ちなみにChrisさんがMOVEを聞いたときはHigh Gainの設定でした。
> 006Pが1個の音
中で2倍に昇圧しているので、18Vで動作しているようなものですからね。
XinやRSAみたいにでかいコンデンサーがドンと置いてあるのも迫力ありますが、こういうコンビナートみたいなのもまた壮観です。

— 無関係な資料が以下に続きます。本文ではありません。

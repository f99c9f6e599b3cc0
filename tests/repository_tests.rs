use async_trait::async_trait;
use chrono::{Duration, TimeZone, Utc};
use serde_json::{Value, json};
use std::{
    collections::VecDeque,
    sync::{Arc, Mutex},
};
use storefront::{
    error::DataError,
    models::{ContentPatch, NewContent, NewProduct, ProductPatch},
    query::{ExecutorState, QueryEnvelope, QueryExecutor, Statement},
    repository::{D1Repository, Repository, sql},
};

// --- RECORDING EXECUTOR ---

/// Captures every statement and replays canned envelopes in order.
#[derive(Default)]
struct RecordingExecutor {
    statements: Mutex<Vec<Statement>>,
    replies: Mutex<VecDeque<QueryEnvelope>>,
}

impl RecordingExecutor {
    fn replying(replies: Vec<QueryEnvelope>) -> Arc<Self> {
        Arc::new(Self {
            statements: Mutex::new(Vec::new()),
            replies: Mutex::new(replies.into()),
        })
    }

    fn last(&self) -> Statement {
        self.statements.lock().unwrap().last().cloned().expect("no statement sent")
    }
}

#[async_trait]
impl QueryExecutor for RecordingExecutor {
    async fn execute(&self, statement: Statement) -> Result<QueryEnvelope, DataError> {
        self.statements.lock().unwrap().push(statement);
        Ok(self.replies.lock().unwrap().pop_front().unwrap_or_default())
    }
}

fn repository(executor: &Arc<RecordingExecutor>) -> D1Repository {
    D1Repository::new(executor.clone() as ExecutorState)
}

fn product_row(id: i64, name: &str, status: &str) -> Value {
    json!({
        "id": id,
        "name": name,
        "description": null,
        "price": 399,
        "image_url": null,
        "category": "dropshipping",
        "status": status,
        "created_at": "2025-01-01 10:00:00",
        "updated_at": "2025-01-01 10:00:00"
    })
}

// --- Reads ---

#[tokio::test]
async fn test_list_products_sends_ordered_select_and_decodes_rows() {
    let executor = RecordingExecutor::replying(vec![QueryEnvelope::with_rows(vec![
        product_row(2, "Newer", "active"),
        product_row(1, "Older", "draft"),
    ])]);

    let products = repository(&executor).list_products().await.unwrap();

    let statement = executor.last();
    assert_eq!(statement.sql, "SELECT * FROM products ORDER BY created_at DESC");
    assert!(statement.params.is_empty());
    assert_eq!(products.len(), 2);
    assert_eq!(products[0].name, "Newer");
    assert_eq!(products[0].price, Some(399.0));
    assert_eq!(products[1].status.as_deref(), Some("draft"));
}

#[tokio::test]
async fn test_list_content_orders_by_page_then_section() {
    let executor = RecordingExecutor::replying(vec![QueryEnvelope::with_rows(vec![])]);

    let content = repository(&executor).list_content().await.unwrap();

    assert!(content.is_empty());
    assert_eq!(executor.last().sql, "SELECT * FROM content ORDER BY page, section");
}

#[tokio::test]
async fn test_missing_result_shape_reads_as_empty_list() {
    // Envelope without any result set, e.g. {"success": false, "errors": [...]}.
    let executor = RecordingExecutor::replying(vec![QueryEnvelope::default()]);

    let products = repository(&executor).list_products().await.unwrap();
    assert!(products.is_empty());
}

fn error_envelope() -> QueryEnvelope {
    serde_json::from_value(json!({
        "result": null,
        "success": false,
        "errors": [{ "code": 7500, "message": "no such table: products" }],
        "messages": []
    }))
    .expect("error replies must decode")
}

#[tokio::test]
async fn test_null_result_reads_as_empty_list() {
    let executor = RecordingExecutor::replying(vec![error_envelope(), error_envelope()]);
    let repo = repository(&executor);

    assert!(repo.list_products().await.unwrap().is_empty());
    assert!(repo.list_content().await.unwrap().is_empty());
}

#[tokio::test]
async fn test_delete_with_null_result_passes_failure_flag_through() {
    let executor = RecordingExecutor::replying(vec![error_envelope()]);

    assert!(!repository(&executor).delete_product(5).await.unwrap());
}

#[test]
fn test_null_fields_inside_result_sets_decode() {
    let envelope: QueryEnvelope = serde_json::from_value(json!({
        "result": [{ "results": null }],
        "success": null,
        "errors": null
    }))
    .unwrap();

    assert!(!envelope.success);
    assert!(envelope.errors.is_empty());
    assert!(envelope.rows::<Value>().unwrap().is_empty());
}

#[tokio::test]
async fn test_undecodable_row_is_an_error() {
    let executor = RecordingExecutor::replying(vec![QueryEnvelope::with_rows(vec![
        json!({ "id": "not-a-number", "name": 5 }),
    ])]);

    let result = repository(&executor).list_products().await;
    assert!(matches!(result, Err(DataError::Decode(_))));
}

// --- Writes ---

#[tokio::test]
async fn test_create_product_binds_columns_in_order_with_active_default() {
    let executor = RecordingExecutor::replying(vec![QueryEnvelope::with_rows(vec![
        product_row(9, "AI Chatbot", "active"),
    ])]);

    let created = repository(&executor)
        .create_product(NewProduct {
            name: "AI Chatbot".to_string(),
            price: Some(1499.0),
            category: Some("ai".to_string()),
            ..Default::default()
        })
        .await
        .unwrap();

    let statement = executor.last();
    assert!(statement.sql.starts_with("INSERT INTO products"));
    assert!(statement.sql.ends_with("RETURNING *"));
    assert_eq!(
        statement.params,
        vec![
            json!("AI Chatbot"),
            Value::Null,
            json!(1499.0),
            Value::Null,
            json!("ai"),
            json!("active"),
        ]
    );
    assert_eq!(created.id, 9);
}

#[tokio::test]
async fn test_create_product_keeps_explicit_status() {
    let executor = RecordingExecutor::replying(vec![QueryEnvelope::with_rows(vec![
        product_row(1, "Draft", "draft"),
    ])]);

    repository(&executor)
        .create_product(NewProduct {
            name: "Draft".to_string(),
            status: Some("draft".to_string()),
            ..Default::default()
        })
        .await
        .unwrap();

    assert_eq!(executor.last().params[5], json!("draft"));
}

#[tokio::test]
async fn test_create_without_returned_row_is_missing_row() {
    let executor = RecordingExecutor::replying(vec![QueryEnvelope::with_rows(vec![])]);

    let result = repository(&executor)
        .create_content(NewContent {
            page: "home".to_string(),
            section: "hero".to_string(),
            ..Default::default()
        })
        .await;

    assert!(matches!(result, Err(DataError::MissingRow)));
}

#[tokio::test]
async fn test_update_product_binds_nulls_for_absent_fields() {
    let executor = RecordingExecutor::replying(vec![QueryEnvelope::with_rows(vec![
        product_row(3, "Renamed", "active"),
    ])]);

    let updated = repository(&executor)
        .update_product(
            3,
            ProductPatch {
                name: Some("Renamed".to_string()),
                ..Default::default()
            },
        )
        .await
        .unwrap();

    let statement = executor.last();
    assert!(statement.sql.contains("name = COALESCE(?, name)"));
    assert!(statement.sql.contains("updated_at = ?"));
    assert!(statement.sql.ends_with("WHERE id = ? RETURNING *"));
    assert_eq!(statement.params.len(), 8);
    assert_eq!(statement.params[0], json!("Renamed"));
    assert!(statement.params[1..6].iter().all(Value::is_null));
    assert!(statement.params[6].is_string());
    assert_eq!(statement.params[7], json!(3));
    assert_eq!(updated.name, "Renamed");
}

#[tokio::test]
async fn test_update_content_targets_content_table() {
    let executor = RecordingExecutor::replying(vec![QueryEnvelope::with_rows(vec![json!({
        "id": 4, "page": "about", "section": "story", "title": "Our story",
        "content": null, "image_url": null, "status": "active",
        "created_at": null, "updated_at": null
    })])]);

    let updated = repository(&executor)
        .update_content(
            4,
            ContentPatch {
                title: Some("Our story".to_string()),
                ..Default::default()
            },
        )
        .await
        .unwrap();

    let statement = executor.last();
    assert!(statement.sql.starts_with("UPDATE content SET"));
    assert_eq!(statement.params[2], json!("Our story"));
    assert_eq!(statement.params[7], json!(4));
    assert_eq!(updated.title.as_deref(), Some("Our story"));
}

#[tokio::test]
async fn test_delete_reports_remote_success_flag() {
    let failed = QueryEnvelope {
        success: false,
        ..Default::default()
    };
    let executor = RecordingExecutor::replying(vec![QueryEnvelope::with_rows(vec![]), failed]);
    let repo = repository(&executor);

    assert!(repo.delete_product(5).await.unwrap());
    assert_eq!(executor.last().sql, "DELETE FROM products WHERE id = ?");
    assert_eq!(executor.last().params, vec![json!(5)]);

    assert!(!repo.delete_product(5).await.unwrap());
}

// --- Timestamps ---

#[test]
fn test_timestamp_format_and_ordering() {
    let first = Utc.with_ymd_and_hms(2025, 3, 1, 12, 0, 0).unwrap();
    let second = first + Duration::milliseconds(1);

    assert_eq!(sql::timestamp(first), "2025-03-01 12:00:00.000");
    assert!(sql::timestamp(second) > sql::timestamp(first));
}

#[test]
fn test_update_statements_carry_the_given_clock() {
    let now = Utc.with_ymd_and_hms(2025, 6, 30, 8, 15, 0).unwrap();

    let statement = sql::update_content(1, &ContentPatch::default(), now);
    assert_eq!(statement.params[6], json!("2025-06-30 08:15:00.000"));
}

Corda moveは以前より気になっていたのですが、踏み切れないで居たところで、こちらのページのレビューを拝見しまして、背中を押して頂きました。
メールでMeierに注文、翌朝到着(ドイツ在住)。
期待通りとても良い音で気に入っています。
対応もフレンドリー且つ親切でした。
難点は、Low/Highゲイン切り替えをする為にワザワザ六角レンチでカバーを開ける必要がある事くらいですか。
以上、お礼がてら簡単にご報告まで。
ドイツ在住ということですので日本とはまた違ったオーディオ環境なのでしょうね。
MOVEは気に入っていただけたようでよかったです。MOVEはわりと欠点は少なく、価格は妥当で音も素晴らしいのでわりとお勧めしやすいアンプに思えます。
ただ、たしかにゲイン切り替えはヘッドホンを使い分けるときに難点ですね。Currentモードは中でも良いのですが、ゲインは外にだしてほしかったところです。